The objective of this study was to investigate the total and bioaccessible As across a range of soil particle size fractions in contaminated soils which may be pertinent to various exposure pathways for human health risk assessment (e.g. incidental ingestion, inhalation).

Methods and materials

Study soils

Fifty soils were collected from different regions of Australia where soils had been contaminated with As through historical agricultural or industry practices, or where As is naturally present at elevated concentrations. The pertinent properties of these soils have been previously reported by Juhasz et al. (2007a, b) and will not be reiterated here. The soils collected included: eight soils from areas that contain elevated As of geogenic origins, 18 soils from areas along former railway corridors where As was the active ingredient in herbicides used to control grass growth, 13 soils from areas where As was the active ingredient in pesticide formulations used to control ticks at cattle dips and 11 soils from areas contaminated through the disposal of gold-mine tailings. The collected soils were oven-dried at 40°C, sieved through 2-mm stainless-steel sieves and stored in polyethylene containers until required.
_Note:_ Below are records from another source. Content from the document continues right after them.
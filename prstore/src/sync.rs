use crate::catalog::Catalog;
use crate::embedding::{EmbeddedTexts, EmbeddingBatcher};
use crate::errors::{Result, StorageError};
use crate::fetch::{IngestWindow, PullRequestSource};
use crate::loader::{IdempotentUpsertLoader, LoadReport, LoadStatus};
use crate::models::{PullRequest, TaskStatus};
use crate::rows::RecordVectors;
use std::collections::HashMap;
use std::hash::Hash;
use std::sync::Arc;

#[derive(Debug, Clone)]
pub struct IngestOptions {
    pub include_merged: bool,
    /// Also ingest up to this many open pull requests.
    pub open_limit: Option<usize>,
    pub embedding_batch_size: usize,
}

impl Default for IngestOptions {
    fn default() -> Self {
        Self {
            include_merged: true,
            open_limit: None,
            embedding_batch_size: 5,
        }
    }
}

#[derive(Debug, Clone)]
pub struct IngestReport {
    pub task_id: i64,
    pub repository: String,
    pub window: IngestWindow,
    pub fetched: usize,
    pub failed_embedding_batches: usize,
    pub load: LoadReport,
    pub status: TaskStatus,
}

/// Drives one ingestion pass: fetch, embed, load, then bookkeeping in the
/// catalog.
pub struct IngestSynchronizer {
    catalog: Arc<Catalog>,
    batcher: Arc<EmbeddingBatcher>,
    loader: Arc<IdempotentUpsertLoader>,
}

impl IngestSynchronizer {
    pub fn new(
        catalog: Arc<Catalog>,
        batcher: Arc<EmbeddingBatcher>,
        loader: Arc<IdempotentUpsertLoader>,
    ) -> Self {
        Self {
            catalog,
            batcher,
            loader,
        }
    }

    pub async fn ingest(
        &self,
        source: &dyn PullRequestSource,
        window: IngestWindow,
        options: &IngestOptions,
    ) -> Result<IngestReport> {
        let repository = source.repository().to_string();
        let task_name = format!("ingest_{}_with_{}", repository, source.name());
        let task_id = self.catalog.create_task_log(&task_name)?;

        let records = match self.fetch(source, &window, options).await {
            Ok(records) => records,
            Err(err) => {
                log::error!("Ingest of {} aborted while fetching: {}", repository, err);
                self.record_budget(source).await;
                let details = serde_json::json!({ "error": err.to_string() }).to_string();
                self.catalog
                    .update_task_log_status(task_id, TaskStatus::Failed, &details)?;
                return Err(err);
            }
        };
        log::info!("Fetched {} pull requests for {}", records.len(), repository);

        let (vectors, failed_embedding_batches) =
            self.embed(&records, options.embedding_batch_size).await;

        let fetched = records.len();
        let loader = Arc::clone(&self.loader);
        let repo = repository.clone();
        let load = tokio::task::spawn_blocking(move || loader.load(&repo, &records, &vectors))
            .await
            .map_err(|e| StorageError::SyncError(format!("load task failed: {}", e)))?;

        self.record_budget(source).await;

        let status = match load.status() {
            LoadStatus::Success => TaskStatus::Success,
            LoadStatus::Partial => TaskStatus::Partial,
            LoadStatus::Failed => TaskStatus::Failed,
        };
        let details = serde_json::json!({
            "fetched": fetched,
            "failed_embedding_batches": failed_embedding_batches,
            "load": load.to_json(),
        });
        self.catalog
            .update_task_log_status(task_id, status, &details.to_string())?;

        if status == TaskStatus::Success {
            self.catalog
                .advance_watermark(&repository, window.until.timestamp())?;
        }
        log::info!("Ingest of {} finished with status {}", repository, status.as_str());

        Ok(IngestReport {
            task_id,
            repository,
            window,
            fetched,
            failed_embedding_batches,
            load,
            status,
        })
    }

    async fn fetch(
        &self,
        source: &dyn PullRequestSource,
        window: &IngestWindow,
        options: &IngestOptions,
    ) -> Result<Vec<PullRequest>> {
        let mut records = Vec::new();
        if options.include_merged {
            records.extend(source.fetch_merged(window).await?);
        }
        if let Some(limit) = options.open_limit {
            records.extend(source.fetch_open(limit).await?);
        }
        Ok(dedup_by_number(records))
    }

    async fn embed(&self, records: &[PullRequest], batch_size: usize) -> (RecordVectors, usize) {
        let titles: Vec<&str> = records.iter().map(|pr| pr.title.as_str()).collect();
        let bodies: Vec<&str> = records
            .iter()
            .map(|pr| pr.body.as_deref().unwrap_or(""))
            .collect();
        let reviews: Vec<(i64, &str)> = records
            .iter()
            .flat_map(|pr| pr.reviews.iter())
            .map(|review| (review.id, review.body.as_deref().unwrap_or("")))
            .collect();
        let patches: Vec<((u64, String), &str)> = records
            .iter()
            .flat_map(|pr| {
                pr.files.iter().map(move |file| {
                    (
                        (pr.number, file.filename.clone()),
                        file.patch.as_deref().unwrap_or(""),
                    )
                })
            })
            .collect();

        let review_texts: Vec<&str> = reviews.iter().map(|(_, text)| *text).collect();
        let patch_texts: Vec<&str> = patches.iter().map(|(_, text)| *text).collect();

        let (title_vecs, body_vecs, review_vecs, patch_vecs) = tokio::join!(
            self.batcher.embed(&titles, batch_size),
            self.batcher.embed(&bodies, batch_size),
            self.batcher.embed(&review_texts, batch_size),
            self.batcher.embed(&patch_texts, batch_size),
        );
        let failed = title_vecs.failed_batches
            + body_vecs.failed_batches
            + review_vecs.failed_batches
            + patch_vecs.failed_batches;

        let numbers = records.iter().map(|pr| pr.number);
        let vectors = RecordVectors {
            titles: keyed(numbers.clone(), title_vecs),
            bodies: keyed(numbers, body_vecs),
            review_bodies: keyed(reviews.iter().map(|(id, _)| *id), review_vecs),
            patches: keyed(patches.into_iter().map(|(key, _)| key), patch_vecs),
        };
        (vectors, failed)
    }

    async fn record_budget(&self, source: &dyn PullRequestSource) {
        if let Some(budget) = source.budget().await {
            if let Err(err) = self.catalog.upsert_api_budget(&budget) {
                log::warn!("Failed to record API budget: {}", err);
            }
        }
    }
}

fn keyed<K: Eq + Hash>(keys: impl Iterator<Item = K>, embedded: EmbeddedTexts) -> HashMap<K, Vec<f64>> {
    keys.zip(embedded.vectors)
        .filter_map(|(key, vector)| vector.map(|v| (key, v)))
        .collect()
}

/// Keeps one record per number; the later occurrence replaces the earlier
/// one in place.
fn dedup_by_number(records: Vec<PullRequest>) -> Vec<PullRequest> {
    let mut positions: HashMap<u64, usize> = HashMap::new();
    let mut out: Vec<PullRequest> = Vec::with_capacity(records.len());
    for record in records {
        match positions.get(&record.number) {
            Some(&idx) => out[idx] = record,
            None => {
                positions.insert(record.number, out.len());
                out.push(record);
            }
        }
    }
    out
}
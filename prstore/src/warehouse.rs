use crate::errors::{Result, StorageError};
use crate::models::RecordKind;
use crate::rows::{format_timestamp, Row};
use crate::schema::{ColumnType, TableSchema, OBSERVED_AT};
use chrono::{Duration, Utc};
use rusqlite::types::ValueRef;
use rusqlite::{params, params_from_iter, Connection, OptionalExtension};
use serde_json::{Map, Value};
use std::path::Path;
use std::sync::{Mutex, MutexGuard};

/// Outcome of reconciling one kind's staging rows into production.
#[derive(Debug, Clone, Copy, Default, PartialEq, Eq)]
pub struct ReconcileStats {
    /// Distinct natural keys present in staging for the repository.
    pub winners: usize,
    pub inserted: usize,
    pub updated: usize,
}

#[derive(Debug, Clone, PartialEq, Eq)]
pub struct TableInfo {
    pub table: &'static str,
    pub staging_table: &'static str,
    pub rows: i64,
    pub staging_rows: i64,
    pub staging_retention: Duration,
}

/// Append-then-reconcile storage for the four record kinds.
///
/// `append_staging` and `reconcile` each run in their own transaction, so a
/// failure leaves production untouched for that kind.
pub trait Warehouse: Send + Sync {
    fn ensure_tables(&self) -> Result<()>;

    /// Appends `rows` to the staging table tagged with `load_id`, purging
    /// staging rows past retention first. Returns the number appended.
    fn append_staging(&self, kind: RecordKind, load_id: &str, rows: &[Row]) -> Result<usize>;

    /// Merges the newest staged row per natural key for `repository` into
    /// production. Never replaces a production row with an older observation.
    fn reconcile(&self, kind: RecordKind, repository: &str) -> Result<ReconcileStats>;

    fn row_count(&self, kind: RecordKind) -> Result<i64>;

    /// Production rows for `repository` ordered by natural key.
    fn select_rows(&self, kind: RecordKind, repository: &str) -> Result<Vec<Map<String, Value>>>;

    fn set_retention(&self, kind: RecordKind, retention: Duration) -> Result<()>;

    fn table_info(&self, kind: RecordKind) -> Result<TableInfo>;
}
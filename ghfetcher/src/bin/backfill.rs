use std::path::PathBuf;

use anyhow::{Context, Result};
use chrono::Utc;
use ghfetcher::{FetcherConfig, GitFetcher};
use prstore::{
    config::{EmbeddingConfig, LoaderConfig, StorageConfig},
    fetch::IngestWindow,
    sync::IngestOptions,
    PrStore,
};

const DEFAULT_DAYS: i64 = 30;

fn env_var(name: &str) -> Option<String> {
    std::env::var(name)
        .ok()
        .map(|value| value.trim().to_string())
        .filter(|value| !value.is_empty())
}

fn env_flag(name: &str) -> bool {
    env_var(name)
        .map(|value| matches!(value.to_ascii_lowercase().as_str(), "1" | "true" | "yes"))
        .unwrap_or(false)
}

#[tokio::main]
async fn main() -> Result<()> {
    dotenvy::dotenv().ok();
    env_logger::Builder::from_env(env_logger::Env::default().default_filter_or("info")).init();

    let repository = env_var("GITHUB_REPOSITORY")
        .context("GITHUB_REPOSITORY must be set to <owner>/<name>")?;
    let base_path = env_var("PRSTORE_BASE_PATH")
        .map(PathBuf::from)
        .unwrap_or_else(|| PathBuf::from("prstore-data"));
    let days = match env_var("INGEST_DAYS") {
        Some(raw) => raw
            .parse::<i64>()
            .with_context(|| format!("INGEST_DAYS must be a number of days, got '{raw}'"))?,
        None => DEFAULT_DAYS,
    };

    let mut fetcher_config = FetcherConfig {
        token: env_var("GITHUB_TOKEN"),
        ..FetcherConfig::default()
    };
    if let Some(base_url) = env_var("GITHUB_API_BASE_URL") {
        fetcher_config.api_base_url = base_url;
    }
    if fetcher_config.token.is_none() {
        log::warn!("GITHUB_TOKEN is not set; unauthenticated requests are heavily rate limited");
    }

    let embedding = EmbeddingConfig::from_env().context("invalid embedding configuration")?;
    let storage = PrStore::with_options(
        StorageConfig::new(&base_path),
        &embedding,
        &LoaderConfig::default(),
    )
    .await
    .with_context(|| format!("failed to open storage at {:?}", base_path))?;

    let fetcher = GitFetcher::with_default_client(
        &repository,
        fetcher_config,
        Some(storage.cache.clone()),
    )
    .context("failed to initialize GitFetcher client")?;

    let options = IngestOptions {
        open_limit: env_flag("INGEST_INCLUDE_OPEN").then_some(100),
        embedding_batch_size: embedding.batch_size,
        ..IngestOptions::default()
    };
    let window = IngestWindow::last_days(days, Utc::now());

    log::info!(
        "Backfilling {} from {} to {} into {:?}",
        repository,
        window.since,
        window.until,
        base_path
    );
    let report = storage
        .synchronizer
        .ingest(&fetcher, window, &options)
        .await
        .context("ingest failed")?;

    log::info!(
        "Task {} finished with {}: {} pull requests fetched, {} embedding batches failed",
        report.task_id,
        report.status.as_str(),
        report.fetched,
        report.failed_embedding_batches
    );
    println!("{}", serde_json::to_string_pretty(&report.load.to_json())?);
    Ok(())
}
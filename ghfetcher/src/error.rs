use chrono::{DateTime, Utc};
use prstore::errors::StorageError;
use thiserror::Error;

#[derive(Debug, Error)]
pub enum FetchError {
    #[error("invalid parameter: {0}")]
    InvalidParam(String),

    #[error("resource not found: {0}")]
    NotFound(String),

    #[error("rate limit exhausted until {reset_at}")]
    RateLimited { reset_at: DateTime<Utc> },

    #[error("request to {url} failed after {attempts} attempts: {message}")]
    Transient {
        url: String,
        attempts: u32,
        message: String,
    },

    #[error("GitHub API returned {status} for {url}: {message}")]
    Http {
        status: u16,
        url: String,
        message: String,
    },

    #[error("JSON error: {0}")]
    Json(#[from] serde_json::Error),

    #[error("HTTP client error: {0}")]
    Client(String),
}

impl FetchError {
    pub fn is_rate_limited(&self) -> bool {
        matches!(self, FetchError::RateLimited { .. })
    }
}

impl From<FetchError> for StorageError {
    fn from(err: FetchError) -> Self {
        match err {
            FetchError::RateLimited { reset_at } => StorageError::RateLimited { reset_at },
            FetchError::NotFound(what) => StorageError::SourceNotFound(what),
            FetchError::Transient { .. } => StorageError::TransientSource(err.to_string()),
            FetchError::InvalidParam(msg) => StorageError::InvalidArg(msg),
            other => StorageError::SyncError(other.to_string()),
        }
    }
}

pub type Result<T> = std::result::Result<T, FetchError>;
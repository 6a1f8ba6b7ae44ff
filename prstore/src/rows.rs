use crate::errors::Result;
use crate::models::{PullRequest, RecordKind};
use crate::schema::{ColumnType, TableSchema};
use chrono::{DateTime, SecondsFormat, Utc};
use rusqlite::types::{ToSql, ToSqlOutput, Value};
use std::collections::HashMap;

/// A single cell bound into a staging insert.
#[derive(Debug, Clone, PartialEq)]
pub enum FieldValue {
    Null,
    Text(String),
    Integer(i64),
    Boolean(bool),
    Timestamp(DateTime<Utc>),
    Vector(Vec<f64>),
}

pub fn format_timestamp(at: &DateTime<Utc>) -> String {
    at.to_rfc3339_opts(SecondsFormat::Micros, true)
}

impl FieldValue {
    fn text(value: Option<&str>) -> Self {
        value.map_or(FieldValue::Null, |v| FieldValue::Text(v.to_string()))
    }

    fn timestamp(value: Option<DateTime<Utc>>) -> Self {
        value.map_or(FieldValue::Null, FieldValue::Timestamp)
    }

    pub fn to_sql_value(&self) -> Result<Value> {
        Ok(match self {
            FieldValue::Null => Value::Null,
            FieldValue::Text(v) => Value::Text(v.clone()),
            FieldValue::Integer(v) => Value::Integer(*v),
            FieldValue::Boolean(v) => Value::Integer(i64::from(*v)),
            FieldValue::Timestamp(v) => Value::Text(format_timestamp(v)),
            FieldValue::Vector(v) => Value::Text(serde_json::to_string(v)?),
        })
    }
}

impl ToSql for FieldValue {
    fn to_sql(&self) -> rusqlite::Result<ToSqlOutput<'_>> {
        self.to_sql_value()
            .map(ToSqlOutput::Owned)
            .map_err(|e| rusqlite::Error::ToSqlConversionFailure(Box::new(e)))
    }
}

/// A flat staging row keyed by column name.
#[derive(Debug, Clone, Default, PartialEq)]
pub struct Row {
    values: HashMap<&'static str, FieldValue>,
}

impl Row {
    fn with(mut self, column: &'static str, value: FieldValue) -> Self {
        self.values.insert(column, value);
        self
    }

    /// Value for `column`, `Null` when unset. Unset vector columns read as `[]`.
    pub fn value(&self, schema: &TableSchema, column: &str) -> FieldValue {
        match self.values.get(column) {
            Some(value) => value.clone(),
            None => match schema.column(column).map(|c| c.ty) {
                Some(ColumnType::Vector) => FieldValue::Vector(Vec::new()),
                _ => FieldValue::Null,
            },
        }
    }

    pub fn get(&self, column: &str) -> Option<&FieldValue> {
        self.values.get(column)
    }
}

/// Embeddings keyed by the record they belong to. Missing entries mean
/// "no embedding" and are stored as an empty vector.
#[derive(Debug, Clone, Default)]
pub struct RecordVectors {
    pub titles: HashMap<u64, Vec<f64>>,
    pub bodies: HashMap<u64, Vec<f64>>,
    pub review_bodies: HashMap<i64, Vec<f64>>,
    pub patches: HashMap<(u64, String), Vec<f64>>,
}

fn vector_for(text: Option<&str>, vector: Option<&Vec<f64>>) -> FieldValue {
    match (text, vector) {
        (Some(text), Some(vector)) if !text.trim().is_empty() => FieldValue::Vector(vector.clone()),
        _ => FieldValue::Vector(Vec::new()),
    }
}

/// Flattens the records into rows of `kind`, children inheriting the
/// parent's `observed_at`.
pub fn rows_for_kind(kind: RecordKind, records: &[PullRequest], vectors: &RecordVectors) -> Vec<Row> {
    match kind {
        RecordKind::PullRequest => records.iter().map(|pr| pull_request_row(pr, vectors)).collect(),
        RecordKind::Review => records
            .iter()
            .flat_map(|pr| {
                pr.reviews.iter().map(move |review| {
                    Row::default()
                        .with("repository", FieldValue::Text(pr.repository.clone()))
                        .with("review_id", FieldValue::Integer(review.id))
                        .with("pr_number", FieldValue::Integer(pr.number as i64))
                        .with(
                            "reviewer",
                            FieldValue::text(review.user.as_ref().map(|u| u.login.as_str())),
                        )
                        .with("state", FieldValue::Text(review.state.as_str().to_string()))
                        .with("body", FieldValue::text(review.body.as_deref()))
                        .with(
                            "body_embedding",
                            vector_for(review.body.as_deref(), vectors.review_bodies.get(&review.id)),
                        )
                        .with("submitted_at", FieldValue::timestamp(review.submitted_at))
                        .with("html_url", FieldValue::Text(review.html_url.clone()))
                        .with("observed_at", FieldValue::Timestamp(pr.observed_at))
                })
            })
            .collect(),
        RecordKind::File => records
            .iter()
            .flat_map(|pr| {
                pr.files.iter().map(move |file| {
                    let patch_vector = vectors.patches.get(&(pr.number, file.filename.clone()));
                    Row::default()
                        .with("repository", FieldValue::Text(pr.repository.clone()))
                        .with("pr_number", FieldValue::Integer(pr.number as i64))
                        .with("filename", FieldValue::Text(file.filename.clone()))
                        .with("status", FieldValue::Text(file.status.clone()))
                        .with("additions", FieldValue::Integer(file.additions))
                        .with("deletions", FieldValue::Integer(file.deletions))
                        .with("changes", FieldValue::Integer(file.changes))
                        .with("patch", FieldValue::text(file.patch.as_deref()))
                        .with("patch_embedding", vector_for(file.patch.as_deref(), patch_vector))
                        .with("patch_truncated", FieldValue::Boolean(file.patch_truncated()))
                        .with("observed_at", FieldValue::Timestamp(pr.observed_at))
                })
            })
            .collect(),
        RecordKind::Label => records
            .iter()
            .flat_map(|pr| {
                pr.labels.iter().map(move |label| {
                    Row::default()
                        .with("repository", FieldValue::Text(pr.repository.clone()))
                        .with("pr_number", FieldValue::Integer(pr.number as i64))
                        .with("label_name", FieldValue::Text(label.name.clone()))
                        .with("label_color", FieldValue::Text(label.color.clone()))
                        .with("label_description", FieldValue::text(label.description.as_deref()))
                        .with("observed_at", FieldValue::Timestamp(pr.observed_at))
                })
            })
            .collect(),
    }
}

fn pull_request_row(pr: &PullRequest, vectors: &RecordVectors) -> Row {
    Row::default()
        .with("repository", FieldValue::Text(pr.repository.clone()))
        .with("number", FieldValue::Integer(pr.number as i64))
        .with("title", FieldValue::Text(pr.title.clone()))
        .with("title_embedding", vector_for(Some(&pr.title), vectors.titles.get(&pr.number)))
        .with("body", FieldValue::text(pr.body.as_deref()))
        .with("body_embedding", vector_for(pr.body.as_deref(), vectors.bodies.get(&pr.number)))
        .with("state", FieldValue::Text(pr.state.as_str().to_string()))
        .with("author", FieldValue::text(pr.author_login()))
        .with("html_url", FieldValue::Text(pr.html_url.clone()))
        .with("created_at", FieldValue::Timestamp(pr.created_at))
        .with("updated_at", FieldValue::Timestamp(pr.updated_at))
        .with("merged_at", FieldValue::timestamp(pr.merged_at))
        .with("closed_at", FieldValue::timestamp(pr.closed_at))
        .with("base_branch", FieldValue::Text(pr.base_branch.clone()))
        .with("head_branch", FieldValue::Text(pr.head_branch.clone()))
        .with("additions", FieldValue::Integer(pr.additions))
        .with("deletions", FieldValue::Integer(pr.deletions))
        .with("changed_files", FieldValue::Integer(pr.changed_files))
        .with("draft", FieldValue::Boolean(pr.draft))
        .with("observed_at", FieldValue::Timestamp(pr.observed_at))
}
Soil particle fractionation

Particle size separation of different soil fractions was conducted with a subset of 29 of the original 52 soils collected. The 29 soils included six soils railway corridor soils, ten cattle-dip soils, six mine site soils and seven geogenic soils. The soils were separated into different soils particle sizes by sieving the 2-mm soil fraction through 250- and 100-μm stainless-steel sieves. A subsample of the 250-μm soil fraction was further separated into the <10- and <2.5-μm particle fraction using a modified pipette method (Gee and Bauder 1986). In brief, 10 g of the 250-μm soil fraction was added to a 50-ml polyethylene tube with deionised water. The suspensions were mixed overnight on an end-over-end shaker (10 rev min−1), left to stand for 5 min and the suspended particles collected for the <10-μm fraction. The suspension was frozen, then freeze-dried before metal analysis of the particle size fraction was conducted. A similar method was used to separate the <2.5-μm soil particle fraction except that the soils were left to stand for 60 min after mixing overnight before the suspended particles were removed, frozen and freeze-dried. The separation of the <10- and 2.5-μm fractions was conducted in duplicate and the resultant separated fractions combined into one composite sample for each particle size.

Soil analyses

Each particle size fraction (<2-mm, <250-μm, <100-μm, <10-μm and <2.5-μm) was digested with aqua regia using USEPA 3052 method. The digested samples were diluted to 20 ml with deionised water and filtered through 0.45-μm filters prior to analysis by inductively coupled plasma mass spectroscopy (ICP-MS). Samples were digested in duplicate, with the inclusion of the appropriate number of blanks and standard reference material (NIST-SRM 2711) for quality assurance and quality control. An average of the blank values was subtracted from the analytical data and the standard reference soil was utilised to assess the quality control of the digestion process. The recovery for As was 97 ± 8% for the NIST-SRM 2711 soil (n = 6).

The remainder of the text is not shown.